Circonstances mémorables de la chute des Juifs : suite de leurs fausses interprétations.

Er pour achever de les convaincre, remarquez deux circonstances qui ont accompagné leur chute et la venue du Sauveur du monde : l'une, que la succession des pontifes, perpétuelle et inaltérable depuis Aaron, finit alors; l'autre, que la distinction des tribus et des familles, toujours conservée jusqu'à ce temps, y périt, de leur aveu propre.
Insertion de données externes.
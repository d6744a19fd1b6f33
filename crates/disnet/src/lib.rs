// SPDX-License-Identifier: Apache-2.0 OR MIT
// Copyright (c) 2025-2026 naskel.com

//! # disnet - Distributed Interactive Simulation networking
//!
//! A pure Rust implementation of the IEEE 1278.1 DIS wire protocol: a binary
//! PDU codec plus a UDP transport for exchanging simulation state between
//! federates.
//!
//! ## Quick Start
//!
//! ```rust,no_run
//! use disnet::protocol::{encode_pdu, Pdu, PduBody};
//! use disnet::protocol::pdu::EntityStatePdu;
//! use disnet::transport::udp::UdpConnection;
//! use disnet::wire::WireResult;
//!
//! fn main() -> WireResult<()> {
//!     let state = EntityStatePdu::default();
//!     let pdu = Pdu::new(PduBody::EntityState(state), 1);
//!     let datagram = encode_pdu(&pdu)?;
//!
//!     let connection = UdpConnection::new("site-net");
//!     // configure/open against an exercise network, then:
//!     // connection.send_bytes(&datagram)?;
//!     let _ = (connection, datagram);
//!     Ok(())
//! }
//! ```
//!
//! ## Architecture
//!
//! ```text
//! +--------------------------------------------------------------+
//! |                      Application Layer                       |
//! |        typed PDUs in, typed PDUs out, receive callbacks      |
//! +--------------------------------------------------------------+
//! |                        Protocol Layer                        |
//! |   PduHeader | typed bodies | factory dispatch | bundles      |
//! +--------------------------------------------------------------+
//! |                          Wire Layer                          |
//! |   big-endian cursors | bounds checks | ASCII string rules    |
//! +--------------------------------------------------------------+
//! |                       Transport Layer                        |
//! |   UDP broadcast/multicast/unicast | receive thread | metrics |
//! +--------------------------------------------------------------+
//! ```
//!
//! ## Key Types
//!
//! | Type | Description |
//! |------|-------------|
//! | [`protocol::Pdu`] | A decoded PDU: header, typed or raw body, receive time |
//! | [`protocol::PduBody`] | The typed body sum, with `Unparsed` passthrough |
//! | [`transport::udp::UdpConnection`] | One UDP endpoint with its receive thread |
//! | [`transport::BytesReceiver`] | Callback handed each inbound datagram |
//! | [`wire::WireError`] | Every way a codec or transport call can fail |
//!
//! Unknown PDU kinds are never dropped by the codec: they decode to
//! [`protocol::PduBody::Unparsed`] and re-encode byte-for-byte, so relays
//! forward traffic they do not model.

pub mod config;
pub mod protocol;
pub mod transport;
pub mod wire;

pub use protocol::{decode_bundle, decode_pdu, encode_pdu, Pdu, PduBody, PduHeader, PduType};
pub use wire::{WireError, WireResult};
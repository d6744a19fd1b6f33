// SPDX-License-Identifier: Apache-2.0 OR MIT
// Copyright (c) 2025-2026 naskel.com

//! End-to-end relay tests over localhost sockets.

use std::net::{SocketAddr, UdpSocket};
use std::time::Duration;

use disnet::protocol::pdu::EntityStatePdu;
use disnet::protocol::{decode_bundle, decode_pdu, encode_pdu, Pdu, PduBody};

use disnet_distributor::{DisLinkConfig, Distributor, DistributorConfig, LinkConfig, WanLinkConfig};

/// A bound socket standing in for a remote federate.
fn federate() -> (UdpSocket, SocketAddr) {
    let socket = UdpSocket::bind("127.0.0.1:0").expect("federate socket");
    socket
        .set_read_timeout(Some(Duration::from_secs(5)))
        .expect("timeout");
    let addr = socket.local_addr().expect("addr");
    (socket, addr)
}

/// Grab a currently-free UDP port for a link to bind.
fn free_port() -> u16 {
    let socket = UdpSocket::bind("127.0.0.1:0").expect("port pick");
    socket.local_addr().expect("addr").port()
}

fn entity_state_wire() -> Vec<u8> {
    let mut body = EntityStatePdu::default();
    body.capabilities = 7;
    let mut pdu = Pdu::new(PduBody::EntityState(body), 1);
    pdu.header.timestamp = 42;
    encode_pdu(&pdu).expect("encode")
}

#[test]
fn test_relay_between_dis_links_with_anti_echo() {
    let (fed_a, dest_a) = federate();
    let (fed_b, dest_b) = federate();
    let port_a = free_port();
    let port_b = free_port();

    let mut config = DistributorConfig::default();
    config.add_link(LinkConfig::Dis(DisLinkConfig::new("a", port_a, dest_a.to_string())));
    config.add_link(LinkConfig::Dis(DisLinkConfig::new("b", port_b, dest_b.to_string())));

    let mut distributor = Distributor::new(config).expect("distributor");
    assert_eq!(distributor.up_all(), 2);

    let wire = entity_state_wire();
    let injector = UdpSocket::bind("127.0.0.1:0").expect("injector");
    injector
        .send_to(&wire, ("127.0.0.1", port_a))
        .expect("inject into link a");

    // The PDU arrives at link B's destination...
    let mut buf = [0u8; 2048];
    let (len, _) = fed_b.recv_from(&mut buf).expect("relayed to b");
    assert_eq!(&buf[..len], wire.as_slice());
    let relayed = decode_pdu(&buf[..len]).expect("decode relayed");
    assert_eq!(relayed.header.timestamp, 42);

    // ...and never back out link A (anti-echo).
    fed_a
        .set_read_timeout(Some(Duration::from_millis(300)))
        .expect("timeout");
    assert!(fed_a.recv_from(&mut buf).is_err());

    let stats = distributor.stats();
    assert_eq!(stats.messages, 1);
    assert_eq!(stats.deliveries, 1);

    distributor.shutdown();
}

#[test]
fn test_relay_from_dis_link_to_wan_peer_is_bundled() {
    let (_fed_lan, dest_lan) = federate();
    let (wan_peer, peer_addr) = federate();
    let lan_port = free_port();
    let wan_port = free_port();

    let mut config = DistributorConfig::default();
    config.add_link(LinkConfig::Dis(DisLinkConfig::new("lan", lan_port, dest_lan.to_string())));
    config.add_link(LinkConfig::Wan(
        WanLinkConfig::new("wan", wan_port, peer_addr.to_string()).bundle(1400, 50),
    ));

    let mut distributor = Distributor::new(config).expect("distributor");
    assert_eq!(distributor.up_all(), 2);

    let wire = entity_state_wire();
    let injector = UdpSocket::bind("127.0.0.1:0").expect("injector");
    injector.send_to(&wire, ("127.0.0.1", lan_port)).expect("inject");
    injector.send_to(&wire, ("127.0.0.1", lan_port)).expect("inject");

    let mut buf = [0u8; 4096];
    let mut pdus = Vec::new();
    while pdus.len() < 2 {
        let (len, _) = wan_peer.recv_from(&mut buf).expect("wan bundle");
        pdus.extend(decode_bundle(&buf[..len]).expect("decode bundle"));
    }
    assert_eq!(pdus.len(), 2);
    for pdu in &pdus {
        assert_eq!(pdu.header.timestamp, 42);
        assert!(matches!(pdu.body, PduBody::EntityState(_)));
    }

    distributor.shutdown();
}

#[test]
fn test_exercise_filter_at_the_link_boundary() {
    let (_fed_a, dest_a) = federate();
    let (fed_b, dest_b) = federate();
    let port_a = free_port();
    let port_b = free_port();

    let mut config = DistributorConfig::default();
    config.add_link(LinkConfig::Dis(
        DisLinkConfig::new("a", port_a, dest_a.to_string()).exercise(5),
    ));
    config.add_link(LinkConfig::Dis(DisLinkConfig::new("b", port_b, dest_b.to_string())));

    let mut distributor = Distributor::new(config).expect("distributor");
    assert_eq!(distributor.up_all(), 2);

    let matching = {
        let mut pdu = Pdu::new(PduBody::EntityState(EntityStatePdu::default()), 5);
        pdu.header.timestamp = 1;
        encode_pdu(&pdu).expect("encode")
    };
    let mismatched = {
        let mut pdu = Pdu::new(PduBody::EntityState(EntityStatePdu::default()), 9);
        pdu.header.timestamp = 2;
        encode_pdu(&pdu).expect("encode")
    };

    let injector = UdpSocket::bind("127.0.0.1:0").expect("injector");
    injector.send_to(&mismatched, ("127.0.0.1", port_a)).expect("inject");
    injector.send_to(&matching, ("127.0.0.1", port_a)).expect("inject");

    // Only the matching-exercise PDU crosses the relay.
    let mut buf = [0u8; 2048];
    let (len, _) = fed_b.recv_from(&mut buf).expect("relayed");
    let relayed = decode_pdu(&buf[..len]).expect("decode");
    assert_eq!(relayed.header.exercise_id, 5);
    assert_eq!(relayed.header.timestamp, 1);

    fed_b
        .set_read_timeout(Some(Duration::from_millis(300)))
        .expect("timeout");
    assert!(fed_b.recv_from(&mut buf).is_err());

    distributor.shutdown();
}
Cette distinction étoit nécessaire jusques au temps du Messie. De Lévi devoient naître les ministres des choses sacrées. D'Aaron devoient sortir les prêtres et les pontifes. De Juda devoit sortir le Messie même. Si la distinction des familles n'eût subsisté jusqu'à la ruine de Jérusalem, et jusqu'à la venue de Jésus-Christ, les sacrifices judaïques auroient péri devant le temps, et David eût été frustré de la gloire d'être reconnu pour le père du Messie. Le Messie est-il arrivé; le sacerdoce nouveau, selon l'ordre de Melchisedech, a-t-il commencé en sa personne, et la nouvelle royauté qui n'étoit pas de ce monde a-t-elle paru: on n'a plus besoin d'Aaron, ni de Lévi, ni de Juda, ni de David, ni de leurs familles. Aaron n'est plus nécessaire dans un temps où les sacrifices devoient cesser, selon Daniel (1). La maison de David et de Juda a accompli sa destinée lorsque le Christ de Dieu en est sorti; et comme si les Juifs renonçoient eux-mêmes à leur espérance,

(1) Dan. IX. 27.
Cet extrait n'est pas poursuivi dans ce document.